United States Army General Tommy Franks, who commanded the US-led invasion of Iraq and the war in Afghanistan, will retire from the military this summer.
|Franks: Over and out|
Revealing this, US Defence Secretary Donald Rumsfeld on Thursday said General Franks would first step down as US central command chief in the coming weeks. His retirement would follow.
Rumsfeld did not indicate who would replace Franks as commander of the US forces in the region that includes the Horn of Africa, the Middle East and Central Asia.
Franks is said to have expressed his desire to step down when sounded out for the job of the US army chief of staff. The present chief, General Eric Shinseki, leaves his post next month.
According to media reports, Franks’ wife Cathy said her husband was finally fulfilling a promise to get out of the military that he had made at the start of their lives together more than 30 years ago.
"I'm glad to know that he's a man of his word," she said. Franks, who is from US President George W Bush’s childhood town of Midland, Texas is considered witty and self-effacing.
"Tommy Franks is no Norman Schwarzkopf," Franks once told reporters with a sheepish grin when asked to compare himself to the swashbuckling general who commanded US forces in the 1991 Gulf War.

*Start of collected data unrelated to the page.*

//! Read-model projections and event replay.
//!
//! Projections subscribe to the event dispatcher and maintain queryable
//! read models. The [`ReplayEngine`] rebuilds them from the persisted
//! log, skipping events that are already materialized.

pub mod error;
pub mod projection;
pub mod read_model;
pub mod replay;

pub use error::{ProjectionError, Result};
pub use projection::Projection;
pub use read_model::{InMemoryReadModel, ReadModelRow};
pub use replay::{ReplayEngine, ReplayOutcome};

Rumsfeld has credited Franks with devising and executing a "brilliant" war plan in Iraq where he defied expectations by quickly thrusting an invasion force toward Baghdad. The alternative was to engage in a prolonged air war to pave the way for a land invasion.
But Franks came under criticism for failing to prevent looting and lawlessness in Baghdad and elsewhere in Iraq after toppling President Saddam Hussein from power.
Franks was also criticized for letting al Qaeda leader Osama bin Laden slip from a trap in Afghanistan last year when the US forces heavily bombed the mountainous Tora Bora region of eastern Afghanistan.